L’Académie royale des sciences de Suède vient de couronner une révolution silencieuse qui se tramait depuis trois décennies dans les laboratoires de chimie. Le 8 octobre 2025, Susumu Kitagawa, Richard Robson et Omar M. Yaghi ont reçu le prix Nobel de chimie pour avoir inventé des matériaux capables de stocker l’impossible : des quantités massives de gaz dans des volumes ridiculement petits. Une prouesse qui évoque la magie, mais qui repose sur une ingénierie moléculaire d’une précision redoutable.
Une architecture moléculaire née d’une intuition audacieuse
Tout commence en 1989, lorsque Richard Robson décide d’explorer un territoire inexploré de la chimie. Son idée ? Assembler des atomes de cuivre chargés électriquement avec des molécules organiques à quatre branches pour créer une structure cristalline inédite. Le résultat dépasse ses espérances : un réseau tridimensionnel parsemé de cavités microscopiques, comparable à un diamant troué de milliers de compartiments invisibles à l’œil nu.
Cette première structure organométallique ouvre la voie à une nouvelle classe de matériaux. Entre 1992 et 2003, Omar M. Yaghi et Susumu Kitagawa perfectionnent l’invention. Ils démontrent que ces architectures peuvent non seulement piéger des molécules gazeuses, mais aussi les laisser circuler à travers leur réseau poreux. Plus remarquable encore, ils parviennent à stabiliser ces structures, à les rendre modulables et à leur conférer des propriétés sur mesure selon les besoins.
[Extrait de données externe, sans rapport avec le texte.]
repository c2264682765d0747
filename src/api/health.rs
use actix_web::{HttpResponse, Responder, get};

#[get("/health/")]
pub async fn health_check() -> impl Responder {
    HttpResponse::Ok().body("API is up and running 🦀")
}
Le principe derrière la magie apparente
La comparaison avec le sac à main d’Hermione Granger n’est pas fortuite. Heiner Linke, président du comité Nobel de chimie, l’a lui-même évoquée lors de l’annonce du prix. Dans l’univers de Harry Potter, ce sac contient bien plus d’objets qu’il ne devrait physiquement pouvoir en accueillir. Les structures organométalliques réalisent un exploit similaire, sans toutefois violer les lois de la physique.
Le secret réside dans la porosité extrême de ces matériaux. Les ions métalliques et les molécules organiques s’organisent en réseaux cristallins dont la surface interne est colossale. Un seul gramme de ces composés peut présenter une superficie équivalente à plusieurs terrains de football, offrant d’innombrables sites d’ancrage pour les molécules gazeuses. Cette géométrie particulière permet de compresser des volumes considérables de gaz dans un espace minuscule.
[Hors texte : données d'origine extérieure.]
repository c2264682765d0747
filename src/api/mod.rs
mod balance;
mod chain;
mod health;
pub mod models;
mod stats;
mod tx;
mod wallet;

use actix_web::web::{self, ServiceConfig};

pub use models::AppState;

pub fn init_routes(cfg: &mut ServiceConfig) {
    cfg.service(
        web::scope("/api/v1")
            .service(health::health_check)
            .service(chain::get_chain)
            .service(chain::print_chain)
            .service(chain::get_block)
            .service(chain::print_block)
            .service(chain::validate_chain)
            .service(chain::mine_block)
            .service(chain::get_settings)
            .service(chain::set_settings)
            .service(tx::post_transaction)
            .service(tx::verify_signature)
            .service(tx::get_mempool)
            .service(tx::print_mempool)
            .service(balance::get_balance)
            .service(stats::get_stats)
            .service(wallet::create_wallet)
            .service(wallet::validate_keys),
    );
}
Des applications qui changent déjà le monde
Depuis les travaux pionniers des trois lauréats, la communauté scientifique a développé des milliers de variantes de ces structures. Les applications concrètes se multiplient à une vitesse stupéfiante. Dans l’industrie des semi-conducteurs, elles capturent les gaz toxiques nécessaires à la fabrication des puces électroniques. Dans les régions arides, elles extraient l’eau de l’air ambiant du désert. En chimie verte, elles décomposent des polluants réputés indestructibles : les PFAS, ces plastiques éternels qui contaminent nos sols et nos nappes phréatiques, les résidus pharmaceutiques dans les eaux usées, et même les agents d’armes chimiques.
L’ambition climatique qui pourrait tout changer
Mais l’application la plus prometteuse de ces matériaux concerne notre avenir collectif. Les structures organométalliques sont actuellement testées pour capturer le dioxyde de carbone à la source, directement dans les cheminées des usines et des centrales électriques. Une technologie qui pourrait jouer un rôle déterminant dans la lutte contre le réchauffement climatique.
Susumu Kitagawa l’a d’ailleurs exprimé avec clarté lors de la conférence de presse : son rêve ultime est de parvenir à séparer les composants de l’air – CO₂, oxygène, eau – pour les transformer en matériaux utiles grâce aux énergies renouvelables. Une vision qui transforme un gaz responsable du dérèglement climatique en ressource valorisable.
Doté d’une récompense de 1,2 million de dollars, ce 117ᵉ prix Nobel de chimie célèbre une découverte dont les ramifications pourraient redessiner notre rapport aux ressources, à l’énergie et à l’environnement. Une révolution qui tient dans des cavités invisibles.